[Problem] Transcribe all the records with complete accuracy.

:::

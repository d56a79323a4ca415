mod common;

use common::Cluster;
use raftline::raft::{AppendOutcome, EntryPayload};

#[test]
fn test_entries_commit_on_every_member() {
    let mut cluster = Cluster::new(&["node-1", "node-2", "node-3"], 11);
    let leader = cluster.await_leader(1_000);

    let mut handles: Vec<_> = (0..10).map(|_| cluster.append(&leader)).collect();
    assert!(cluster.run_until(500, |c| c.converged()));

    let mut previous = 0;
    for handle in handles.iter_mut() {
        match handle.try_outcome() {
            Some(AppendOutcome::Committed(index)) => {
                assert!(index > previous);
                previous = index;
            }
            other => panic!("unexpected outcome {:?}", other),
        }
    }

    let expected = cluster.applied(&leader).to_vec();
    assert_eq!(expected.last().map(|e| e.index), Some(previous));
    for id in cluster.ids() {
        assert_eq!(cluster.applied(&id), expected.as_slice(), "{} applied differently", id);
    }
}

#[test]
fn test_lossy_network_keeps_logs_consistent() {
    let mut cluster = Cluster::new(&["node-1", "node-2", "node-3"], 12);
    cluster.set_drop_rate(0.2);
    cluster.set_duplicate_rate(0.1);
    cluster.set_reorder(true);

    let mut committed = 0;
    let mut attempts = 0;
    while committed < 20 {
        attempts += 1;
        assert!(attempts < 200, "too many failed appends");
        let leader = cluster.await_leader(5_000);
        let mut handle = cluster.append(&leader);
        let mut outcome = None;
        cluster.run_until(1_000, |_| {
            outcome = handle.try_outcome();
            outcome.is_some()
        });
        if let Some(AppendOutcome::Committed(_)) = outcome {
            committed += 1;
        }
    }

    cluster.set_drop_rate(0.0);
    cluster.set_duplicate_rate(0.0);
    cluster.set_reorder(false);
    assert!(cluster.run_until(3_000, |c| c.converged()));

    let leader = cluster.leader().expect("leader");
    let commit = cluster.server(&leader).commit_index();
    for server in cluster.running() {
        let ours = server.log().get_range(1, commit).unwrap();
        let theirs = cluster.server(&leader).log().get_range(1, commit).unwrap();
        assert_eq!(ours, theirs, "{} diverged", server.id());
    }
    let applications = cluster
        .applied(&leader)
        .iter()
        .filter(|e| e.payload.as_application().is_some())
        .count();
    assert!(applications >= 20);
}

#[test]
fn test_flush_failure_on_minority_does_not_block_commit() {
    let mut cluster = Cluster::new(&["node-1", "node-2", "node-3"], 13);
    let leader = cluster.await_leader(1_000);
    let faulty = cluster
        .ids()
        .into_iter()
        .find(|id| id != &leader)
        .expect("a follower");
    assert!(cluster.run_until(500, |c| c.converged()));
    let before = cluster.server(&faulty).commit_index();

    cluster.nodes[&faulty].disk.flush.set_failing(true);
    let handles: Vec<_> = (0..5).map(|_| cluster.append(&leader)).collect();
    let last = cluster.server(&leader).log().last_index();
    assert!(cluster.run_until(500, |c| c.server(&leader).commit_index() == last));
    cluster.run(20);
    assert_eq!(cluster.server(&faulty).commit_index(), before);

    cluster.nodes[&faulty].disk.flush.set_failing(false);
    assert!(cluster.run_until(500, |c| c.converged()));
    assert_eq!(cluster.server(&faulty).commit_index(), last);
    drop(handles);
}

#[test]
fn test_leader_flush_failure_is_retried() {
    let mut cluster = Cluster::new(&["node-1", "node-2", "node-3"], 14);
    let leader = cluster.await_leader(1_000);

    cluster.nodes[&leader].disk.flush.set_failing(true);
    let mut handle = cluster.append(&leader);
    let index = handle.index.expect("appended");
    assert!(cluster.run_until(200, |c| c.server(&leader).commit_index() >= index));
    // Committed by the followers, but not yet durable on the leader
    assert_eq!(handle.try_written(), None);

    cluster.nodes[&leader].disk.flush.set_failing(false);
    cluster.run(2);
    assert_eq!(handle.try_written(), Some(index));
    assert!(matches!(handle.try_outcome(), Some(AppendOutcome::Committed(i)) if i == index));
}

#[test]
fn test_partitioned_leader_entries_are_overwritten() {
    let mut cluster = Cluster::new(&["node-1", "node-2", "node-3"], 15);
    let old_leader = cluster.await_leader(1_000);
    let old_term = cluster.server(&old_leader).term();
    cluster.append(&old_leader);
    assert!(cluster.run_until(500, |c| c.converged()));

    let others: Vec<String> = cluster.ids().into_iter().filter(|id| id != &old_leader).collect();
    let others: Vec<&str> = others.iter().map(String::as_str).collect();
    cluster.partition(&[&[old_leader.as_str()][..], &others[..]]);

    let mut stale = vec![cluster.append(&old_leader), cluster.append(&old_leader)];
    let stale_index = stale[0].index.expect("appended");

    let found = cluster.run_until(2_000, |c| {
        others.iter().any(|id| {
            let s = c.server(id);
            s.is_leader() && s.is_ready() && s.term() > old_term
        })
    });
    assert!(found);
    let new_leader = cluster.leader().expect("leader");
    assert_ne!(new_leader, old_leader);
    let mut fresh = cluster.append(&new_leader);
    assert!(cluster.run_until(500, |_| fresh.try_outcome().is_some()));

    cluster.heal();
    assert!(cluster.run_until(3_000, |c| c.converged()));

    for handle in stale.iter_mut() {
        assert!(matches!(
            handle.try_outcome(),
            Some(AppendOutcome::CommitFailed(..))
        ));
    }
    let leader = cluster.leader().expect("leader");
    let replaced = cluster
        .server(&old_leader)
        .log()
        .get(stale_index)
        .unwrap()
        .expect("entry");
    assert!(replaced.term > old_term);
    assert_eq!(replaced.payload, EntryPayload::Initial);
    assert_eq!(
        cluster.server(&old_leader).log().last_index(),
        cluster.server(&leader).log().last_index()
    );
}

:::

[Problem solution]
repository d56a79323a4ca415
mod common;

use common::Cluster;
use raftline::raft::{AppendOutcome, EntryPayload};

#[test]
fn test_entries_commit_on_every_member() {
    let mut cluster = Cluster::new(&["node-1", "node-2", "node-3"], 11);
    let leader = cluster.await_leader(1_000);

    let mut handles: Vec<_> = (0..10).map(|_| cluster.append(&leader)).collect();
    assert!(cluster.run_until(500, |c| c.converged()));

    let mut previous = 0;
    for handle in handles.iter_mut() {
        match handle.try_outcome() {
            Some(AppendOutcome::Committed(index)) => {
                assert!(index > previous);
                previous = index;
            }
            other => panic!("unexpected outcome {:?}", other),
        }
    }

    let expected = cluster.applied(&leader).to_vec();
    assert_eq!(expected.last().map(|e| e.index), Some(previous));
    for id in cluster.ids() {
        assert_eq!(cluster.applied(&id), expected.as_slice(), "{} applied differently", id);
    }
}

#[test]
fn test_lossy_network_keeps_logs_consistent() {
    let mut cluster = Cluster::new(&["node-1", "node-2", "node-3"], 12);
    cluster.set_drop_rate(0.2);
    cluster.set_duplicate_rate(0.1);
    cluster.set_reorder(true);

    let mut committed = 0;
    let mut attempts = 0;
    while committed < 20 {
        attempts += 1;
        assert!(attempts < 200, "too many failed appends");
        let leader = cluster.await_leader(5_000);
        let mut handle = cluster.append(&leader);
        let mut outcome = None;
        cluster.run_until(1_000, |_| {
            outcome = handle.try_outcome();
            outcome.is_some()
        });
        if let Some(AppendOutcome::Committed(_)) = outcome {
            committed += 1;
        }
    }

    cluster.set_drop_rate(0.0);
    cluster.set_duplicate_rate(0.0);
    cluster.set_reorder(false);
    assert!(cluster.run_until(3_000, |c| c.converged()));

    let leader = cluster.leader().expect("leader");
    let commit = cluster.server(&leader).commit_index();
    for server in cluster.running() {
        let ours = server.log().get_range(1, commit).unwrap();
        let theirs = cluster.server(&leader).log().get_range(1, commit).unwrap();
        assert_eq!(ours, theirs, "{} diverged", server.id());
    }
    let applications = cluster
        .applied(&leader)
        .iter()
        .filter(|e| e.payload.as_application().is_some())
        .count();
    assert!(applications >= 20);
}

#[test]
fn test_flush_failure_on_minority_does_not_block_commit() {
    let mut cluster = Cluster::new(&["node-1", "node-2", "node-3"], 13);
    let leader = cluster.await_leader(1_000);
    let faulty = cluster
        .ids()
        .into_iter()
        .find(|id| id != &leader)
        .expect("a follower");
    assert!(cluster.run_until(500, |c| c.converged()));
    let before = cluster.server(&faulty).commit_index();

    cluster.nodes[&faulty].disk.flush.set_failing(true);
    let handles: Vec<_> = (0..5).map(|_| cluster.append(&leader)).collect();
    let last = cluster.server(&leader).log().last_index();
    assert!(cluster.run_until(500, |c| c.server(&leader).commit_index() == last));
    cluster.run(20);
    assert_eq!(cluster.server(&faulty).commit_index(), before);

    cluster.nodes[&faulty].disk.flush.set_failing(false);
    assert!(cluster.run_until(500, |c| c.converged()));
    assert_eq!(cluster.server(&faulty).commit_index(), last);
    drop(handles);
}

#[test]
fn test_leader_flush_failure_is_retried() {
    let mut cluster = Cluster::new(&["node-1", "node-2", "node-3"], 14);
    let leader = cluster.await_leader(1_000);

    cluster.nodes[&leader].disk.flush.set_failing(true);
    let mut handle = cluster.append(&leader);
    let index = handle.index.expect("appended");
    assert!(cluster.run_until(200, |c| c.server(&leader).commit_index() >= index));
    // Committed by the followers, but not yet durable on the leader
    assert_eq!(handle.try_written(), None);

    cluster.nodes[&leader].disk.flush.set_failing(false);
    cluster.run(2);
    assert_eq!(handle.try_written(), Some(index));
    assert!(matches!(handle.try_outcome(), Some(AppendOutcome::Committed(i)) if i == index));
}

#[test]
fn test_partitioned_leader_entries_are_overwritten() {
    let mut cluster = Cluster::new(&["node-1", "node-2", "node-3"], 15);
    let old_leader = cluster.await_leader(1_000);
    let old_term = cluster.server(&old_leader).term();
    cluster.append(&old_leader);
    assert!(cluster.run_until(500, |c| c.converged()));

    let others: Vec<String> = cluster.ids().into_iter().filter(|id| id != &old_leader).collect();
    let others: Vec<&str> = others.iter().map(String::as_str).collect();
    cluster.partition(&[&[old_leader.as_str()][..], &others[..]]);

    let mut stale = vec![cluster.append(&old_leader), cluster.append(&old_leader)];
    let stale_index = stale[0].index.expect("appended");

    let found = cluster.run_until(2_000, |c| {
        others.iter().any(|id| {
            let s = c.server(id);
            s.is_leader() && s.is_ready() && s.term() > old_term
        })
    });
    assert!(found);
    let new_leader = cluster.leader().expect("leader");
    assert_ne!(new_leader, old_leader);
    let mut fresh = cluster.append(&new_leader);
    assert!(cluster.run_until(500, |_| fresh.try_outcome().is_some()));

    cluster.heal();
    assert!(cluster.run_until(3_000, |c| c.converged()));

    for handle in stale.iter_mut() {
        assert!(matches!(
            handle.try_outcome(),
            Some(AppendOutcome::CommitFailed(..))
        ));
    }
    let leader = cluster.leader().expect("leader");
    let replaced = cluster
        .server(&old_leader)
        .log()
        .get(stale_index)
        .unwrap()
        .expect("entry");
    assert!(replaced.term > old_term);
    assert_eq!(replaced.payload, EntryPayload::Initial);
    assert_eq!(
        cluster.server(&old_leader).log().last_index(),
        cluster.server(&leader).log().last_index()
    );
}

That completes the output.